L’approvazione del Decreto sicurezza non ha scatenato solo polemiche in Parlamento al momento dell’approvazione tra i banchi dell’opposizione, ma anche molte Associazioni hanno apertamente parlato dell’introduzione nel nostro Paese delle “leggi razziali”, visto che trattasi di un provvedimento che, nel complesso, mira a garantire la sicurezza pubblica imponendo delle restrizioni, più o meno discutibili, a carico dei cittadini stranieri.

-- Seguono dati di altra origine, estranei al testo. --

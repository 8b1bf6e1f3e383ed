use url::Url;

pub mod certificate;
pub mod crl;
pub mod error;
pub mod user;

#[cfg(test)]
pub(crate) mod test_utilities;

/// Resolves REST paths against the configured API base URL
#[derive(Clone, Debug)]
pub struct ApiEndpoints {
    base_url: Url,
}

impl ApiEndpoints {
    pub fn new(base_url: Url) -> Self {
        Self { base_url }
    }

    /// `path` is appended verbatim, e.g. `/certificates/issuers`
    pub fn url(&self, path: &str) -> String {
        format!("{}{path}", self.base_url.as_str().trim_end_matches('/'))
    }
}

Ebbene, il Viminale in merito ha emesso un comunicato ufficiale, rispedendo al mittente le dichiarazioni di Associazioni, ma anche di intellettuali, che hanno parlato di reintroduzione in Italia delle “leggi razziali”; per il Ministero dell’Interno, infatti, trattasi di falsità, a partire da quella secondo cui il Decreto sicurezza vieterebbe i matrimoni misti.
Il Decreto, fa presente il Viminale, non vieta i matrimoni misti, ma quelli di “comodo”, ovverosia quelli la cui una finalità è quella di regolarizzare la condizione di clandestinità dei cittadini stranieri; il Decreto, inoltre, impone per l’acquisizione della cittadinanza italiana da parte di un cittadino o cittadina straniera che sposa un italiano/a un periodo di due anni e non più pari a soli sei mesi.
Un’altra falsità su cui è intervenuto il Ministero è quella relativa al fatto che con l’entrata in vigore del Decreto sicurezza le donne straniere irregolari non abbiano più la facoltà di riconoscere i figli; in merito il Viminale precisa che nel Decreto non esiste alcun articolo che imponga tale divieto. La donna straniera irregolare, fino a quando il bambino non avrà compiuto i sei mesi di età, non potrà infatti essere oggetto di un provvedimento di espulsione, visto che in tal caso è il Questore a rilasciare alla donna straniera irregolare il relativo permesso di soggiorno.